As important as the submarine discussion is, the AUKUS pact’s implications for the Canadian defence industry is the proverbial tree within a much more meaningful forest. The establishment of AUKUS is symptomatic of the re-emergence of great power rivalry within the international system, something that decision-makers in Ottawa have not had to seriously consider in their foreign policy thinking since the early 1950s. In fact, the country’s geostrategic position can largely account for why Canadian governments have been so slow, if not outright reluctant, to engage with AUKUS or champion similar minilateral, like-minded arrangements.[17]

Since the Second World War, Canada has benefited from what one defence scholar terms the ‘[i]nvoluntary American security guarantee’.[18] Through a series of incremental defence and economic arrangements like the 1958 North American Aerospace Defence Command (NORAD) agreement and the 1965 Auto Pact, Canada became tightly bound to the US while sitting atop the North American continent surrounded by three oceans and the longest undefended border on earth. Few countries anywhere have such an enviable geostrategic location.

In practical terms, Canadians got used to underspending on defence, operating on the presumption that the US would never leave its northern neighbour at the mercy of a foreign aggressor lest it leave its own homeland exposed. Canada did ‘just enough’ in equipping its armed forces and deploying them abroad to honour its NORAD and NATO alliance commitments.[19]

This scenario is no longer viable, though, as the geostrategic global environment has shifted dramatically in the last two decades.

America’s unipolar moment[20] was politically strained by the ‘global war on terror’, ideologically undermined in the eyes of many nations by the debt-driven global financial crisis of 2008, and ended by the re-emergence of major great power rivalry as China and Russia in particular have taken steps to assert great power prerogatives.

Russia’s neo-imperial pursuits in Georgia and Ukraine have alerted the world to the Putin regime’s willingness to boldly breach longstanding post-1945 norms of international peace and security. Likewise, China’s regional aggression, including breaching the Sino-British Joint Declaration of 1984 by attacking Hong Kong’s liberal democratic institutions, has signalled that authoritarian great power military and political adventurism is not outlier activity heading into the third decade of the 21st century, but a trend.
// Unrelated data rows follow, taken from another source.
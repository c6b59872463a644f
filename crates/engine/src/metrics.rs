use std::sync::atomic::{AtomicU64, Ordering};
use std::time::{Duration, Instant};

use chrono::{SecondsFormat, Utc};
use pool::RuntimeCounts;
use serde::Serialize;

/// Process-wide request counters.
#[derive(Debug)]
pub struct ServerMetrics {
    started_at: Instant,
    requests: AtomicU64,
    errors: AtomicU64,
    total_response_ms: AtomicU64,
}

#[derive(Debug, Clone, Serialize)]
pub struct MetricsSnapshot {
    #[serde(rename = "activitiesLoaded")]
    pub activities_loaded: usize,
    #[serde(rename = "requestCount")]
    pub request_count: u64,
    #[serde(rename = "errorCount")]
    pub error_count: u64,
    #[serde(rename = "averageResponseTime")]
    pub average_response_time: u64,
    /// Seconds.
    pub uptime: u64,
    pub uptime_ms: u64,
    pub uptime_formatted: String,
    pub runtimes: RuntimeCounts,
    pub timestamp: String,
}

impl Default for ServerMetrics {
    fn default() -> Self {
        Self::new()
    }
}

impl ServerMetrics {
    pub fn new() -> Self {
        Self {
            started_at: Instant::now(),
            requests: AtomicU64::new(0),
            errors: AtomicU64::new(0),
            total_response_ms: AtomicU64::new(0),
        }
    }

    /// Count a finished request. Server errors also count as errors.
    pub fn record_request(&self, duration: Duration, server_error: bool) {
        self.requests.fetch_add(1, Ordering::Relaxed);
        self.total_response_ms
            .fetch_add(duration.as_millis() as u64, Ordering::Relaxed);
        if server_error {
            self.record_error();
        }
    }

    pub fn record_error(&self) {
        self.errors.fetch_add(1, Ordering::Relaxed);
    }

    pub fn request_count(&self) -> u64 {
        self.requests.load(Ordering::Relaxed)
    }

    pub fn error_count(&self) -> u64 {
        self.errors.load(Ordering::Relaxed)
    }

    pub fn uptime(&self) -> Duration {
        self.started_at.elapsed()
    }

    pub fn snapshot(&self, activities_loaded: usize, runtimes: RuntimeCounts) -> MetricsSnapshot {
        let uptime = self.uptime();
        let request_count = self.request_count();
        let average_response_time = match request_count {
            0 => 0,
            n => self.total_response_ms.load(Ordering::Relaxed) / n,
        };
        MetricsSnapshot {
            activities_loaded,
            request_count,
            error_count: self.error_count(),
            average_response_time,
            uptime: uptime.as_secs(),
            uptime_ms: uptime.as_millis() as u64,
            uptime_formatted: format_duration(uptime),
            runtimes,
            timestamp: Utc::now().to_rfc3339_opts(SecondsFormat::Millis, true),
        }
    }
}

/// `1h 2m`, `3m 4s` or `5s`.
pub fn format_duration(duration: Duration) -> String {
    let seconds = duration.as_secs();
    let minutes = seconds / 60;
    let hours = minutes / 60;
    if hours > 0 {
        format!("{}h {}m", hours, minutes % 60)
    } else if minutes > 0 {
        format!("{}m {}s", minutes, seconds % 60)
    } else {
        format!("{}s", seconds)
    }
}

#[cfg(test)]
mod tests {
    use super::*;

    #[test]
    fn formats_largest_two_units() {
        assert_eq!(format_duration(Duration::from_secs(5)), "5s");
        assert_eq!(format_duration(Duration::from_secs(184)), "3m 4s");
        assert_eq!(format_duration(Duration::from_secs(3_720)), "1h 2m");
        assert_eq!(format_duration(Duration::from_millis(999)), "0s");
    }

    #[test]
    fn server_errors_count_as_errors() {
        let metrics = ServerMetrics::new();
        metrics.record_request(Duration::from_millis(10), false);
        metrics.record_request(Duration::from_millis(30), true);
        metrics.record_error();

        let snapshot = metrics.snapshot(3, RuntimeCounts::default());
        assert_eq!(snapshot.request_count, 2);
        assert_eq!(snapshot.error_count, 2);
        assert_eq!(snapshot.average_response_time, 20);
        assert_eq!(snapshot.activities_loaded, 3);

        let json = serde_json::to_value(&snapshot).expect("json");
        assert_eq!(json["activitiesLoaded"], 3);
        assert_eq!(json["requestCount"], 2);
        assert!(json["uptime_formatted"].is_string());
        assert!(json["timestamp"].as_str().is_some_and(|t| t.ends_with('Z')));
    }
}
Both China and Russia are inducing classic balancing behaviour amongst regional neighbours. The establishment of the Quad and AUKUS both represent balancing behaviour – the concept of smaller powers coming together to balance the weight of larger, threatening powers[21] – in East Asia. In the case of Europe, the intention of Sweden and Finland to join NATO[22] represents the same.

For its part, Canada has struggled to articulate a clear foreign policy vision as it pertains to both of these aggressive authoritarian powers, which is indicative of a lack of a coherent grand strategy to deal with this new era of multicolour rivalry.

Despite hostage-taking against innocent Canadians, threatening language from China about Communist Party backed Huawei’s role in the Canadian economy,[23] and reported Chinese efforts to undermine Canadian elections,[24] Canada remains conspicuously neutral in its tone as it pertains to Chinese aggression.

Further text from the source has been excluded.